The opinion of the court was delivered by: M. James Lorenz United States District Court Judge


On December 24, 2009, Plaintiff Scott H. Alexander commenced this civil-rights action against Defendants City of San Diego ("City"), and San Diego Police Officers Dunhoff, Van Cleave, Marotta, Messineo, and Do. In March 2011, Defendants moved for summary judgment for all claims asserted by Plaintiff. The Court granted in part and denied in part the motion. Among other things, it granted Defendants summary judgment for unlawful seizure and false arrest, based on the finding that the officers had probable cause to arrest Plaintiff for trespass and public intoxication; and for the Monell claim, based on Plaintiff's decision to no longer pursue that claim. As a result of the latter, the Court dismissed the City from this action. Plaintiff now moves for reconsideration of the Court's decision to grant Defendants summary judgment for unlawful seizure and false arrest, and dismiss the City. Defendants oppose.

The Court decides this motion on the papers submitted and without oral argument. See Civ. L.R. 7.1(d.1). (Doc. 31.) For the following reasons, the Court GRANTS IN PART and DENIES IN PART Plaintiff's motion for reconsideration. (Doc. 29.)


"Although Rule 59(e) permits a district court to reconsider and amend a previous order, the rule offers an extraordinary remedy, to be used sparingly in the interests of finality and conservation of judicial resources." Kona Enters., Inc. v. Estate of Bishop, 229 F.3d 877, 890 (9th Cir. 2000) (internal quotation marks omitted). "Indeed, a motion for reconsideration should not be granted, absent highly unusual circumstances, unless the district court is presented with discovered evidence, committed clear error, or if there is an intervening change in the controlling law." Id. (quoting 389 Orange St. Partners v. Arnold, 179 F.3d 656, 665 (9th Cir. 1999)) (internal quotation marks omitted). Further, a motion for reconsideration may not be used to raise arguments or present evidence for the first time when they could reasonably have been raised earlier in the litigation. Id. It does not give parties a "second bite at the apple." See Finally, "after thoughts" or "shifting of ground" do not constitute an appropriate basis for reconsideration. Ausmus v. Lexington Ins. Co., No. 08-CV-2342-L, 2009 WL 2058549, at *2 (S.D. Cal. July 15, 2009).


A. Defendants Raised an Argument for the First Time in Their Reply.
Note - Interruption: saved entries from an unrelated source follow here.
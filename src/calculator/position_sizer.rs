//! Position sizing with the dual check: risk budget vs. available capital.
//!
//! shares = min(floor(risk_amount / risk_per_share), floor(principal / buy_price))
//!
//! then truncated to whole lots where the market trades in lots. The result
//! never tells the trader to buy more than the capital allows, even when the
//! risk budget alone would permit it.

use rust_decimal::prelude::ToPrimitive;
use rust_decimal::Decimal;
use rust_decimal_macros::dec;
use tracing::debug;

use crate::error::SizingError;
use crate::models::{CalculationResult, CalculatorInput, MarketRule};

/// Calculator for the maximum safe position.
pub struct PositionSizer;

impl PositionSizer {
    /// Size a position for validated input under the given market rule.
    ///
    /// Warnings are left empty; the engine attaches them.
    pub fn compute(
        input: &CalculatorInput,
        rule: &MarketRule,
    ) -> Result<CalculationResult, SizingError> {
        if input.principal <= Decimal::ZERO {
            return Err(SizingError::DegenerateInput(format!(
                "principal must be positive, got {}",
                input.principal
            )));
        }
        if input.buy_price <= Decimal::ZERO {
            return Err(SizingError::DegenerateInput(format!(
                "buy price must be positive, got {}",
                input.buy_price
            )));
        }

        let risk_amount = input
            .principal
            .checked_mul(input.risk_percentage)
            .and_then(|v| v.checked_div(dec!(100)))
            .ok_or(SizingError::Overflow("risk amount"))?;

        let risk_per_share = input
            .buy_price
            .checked_sub(input.stop_loss)
            .ok_or(SizingError::Overflow("risk per share"))?;
        if risk_per_share <= Decimal::ZERO {
            return Err(SizingError::DegenerateInput(format!(
                "risk per share must be positive, got {} (buy {} / stop {})",
                risk_per_share, input.buy_price, input.stop_loss
            )));
        }

        // Check #1: risk budget
        let risk_based_shares = floor_shares(risk_amount, risk_per_share, "risk-based shares")?;

        // Check #2: wallet
        let capital_based_shares =
            floor_shares(input.principal, input.buy_price, "capital-based shares")?;

        let final_share_count_pre_lot = risk_based_shares.min(capital_based_shares);

        let (max_lots, max_shares) = if rule.uses_lots {
            let lot = u64::from(rule.lot_size.max(1));
            let lots = final_share_count_pre_lot / lot;
            (Some(lots), lots * lot)
        } else {
            (None, final_share_count_pre_lot)
        };

        let shares = Decimal::from(max_shares);
        let position_value = shares
            .checked_mul(input.buy_price)
            .ok_or(SizingError::Overflow("position value"))?;
        let position_size_percentage = percent_of(position_value, input.principal)
            .ok_or(SizingError::Overflow("position size percentage"))?;
        let actual_risk_amount = shares
            .checked_mul(risk_per_share)
            .ok_or(SizingError::Overflow("actual risk amount"))?;
        let actual_risk_percentage = percent_of(actual_risk_amount, input.principal)
            .ok_or(SizingError::Overflow("actual risk percentage"))?;

        debug!(
            market = %rule.market,
            risk_based = risk_based_shares,
            capital_based = capital_based_shares,
            lots = ?max_lots,
            shares = max_shares,
            "Position sized"
        );

        Ok(CalculationResult {
            risk_amount,
            risk_per_share,
            risk_based_shares,
            capital_based_shares,
            final_share_count_pre_lot,
            max_lots,
            max_shares,
            position_value,
            position_size_percentage,
            actual_risk_amount,
            actual_risk_percentage,
            warnings: Vec::new(),
            is_valid: max_shares > 0,
        })
    }
}

/// floor(numerator / denominator) as a share count.
fn floor_shares(
    numerator: Decimal,
    denominator: Decimal,
    what: &'static str,
) -> Result<u64, SizingError> {
    numerator
        .checked_div(denominator)
        .and_then(|v| v.floor().to_u64())
        .ok_or(SizingError::Overflow(what))
}

fn percent_of(part: Decimal, whole: Decimal) -> Option<Decimal> {
    part.checked_div(whole)?.checked_mul(dec!(100))
}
"The district courtneed not consider arguments raised for the first time in a reply brief." Zamani v. Carnes, 491 F.3d 990, 997 (9th Cir. 2007). In their motion for summary judgment, Defendants argued that "[p]robable causes existed to arrest [Plaintiff] for being drunk in public." (Defs.' Summ. J. Mot. 13:27--14:15 [Doc. 15].) In that discussion, Defendants did not mention trespass at all. But in their reply, Defendants raised a new argument. Specifically, they argued that probable cause existed because Plaintiff trespassed under California Penal Code § 602. (Defs.' Summ. J. Reply 3:26--4:11 [Doc. 19].) Defendants do not directly dispute this. Rather, merely state that "facts supporting probable cause to believe Plaintiff was trespassing were thoroughly briefed." (Def.'s Opp'n 4:18--26 [Doc. 32].) Shifting the basis of an argument from one theory to another-as Defendants did here-demonstrates that Defendants raised a new argument for the first time in their reply.

Upon further consideration, the Court should have not considered Defendants' trespass argument first raised in their reply. Consequently, because a reasonable jury could conclude that the officers lacked probable cause to believe that Plaintiff had committed an offense-in particular, public intoxication-summary judgment was not appropriate for unlawful seizure and false arrest.*fn1

Accordingly, the Court GRANTS reconsideration for the unlawful-seizure and false-arrest claims, and REINSTATES these claim as to Officers Dunhoff and Do.*fn2

B. The City of San Diego Was Properly Dismissed.

Plaintiff also challenges the Court's finding that he appeared to allege the state-law claims for negligence, false arrest, battery, and violation of California Civil Code § 52.1 only against Officers Dunhoff, Do, Van Cleave, Messineo, and Marotta. (Pl.'s Mot. 8:14--18 [Doc. 29].) He goes on to explain that "[f]rom the outset of this case the City has been a defendant, via respondeat superior, in the state law claims" and that the City is a proper defendant also under California Government Code § 815.2 and § 820(a). (Id. at 8:19--9:3.) But none of these allegations are in the complaint.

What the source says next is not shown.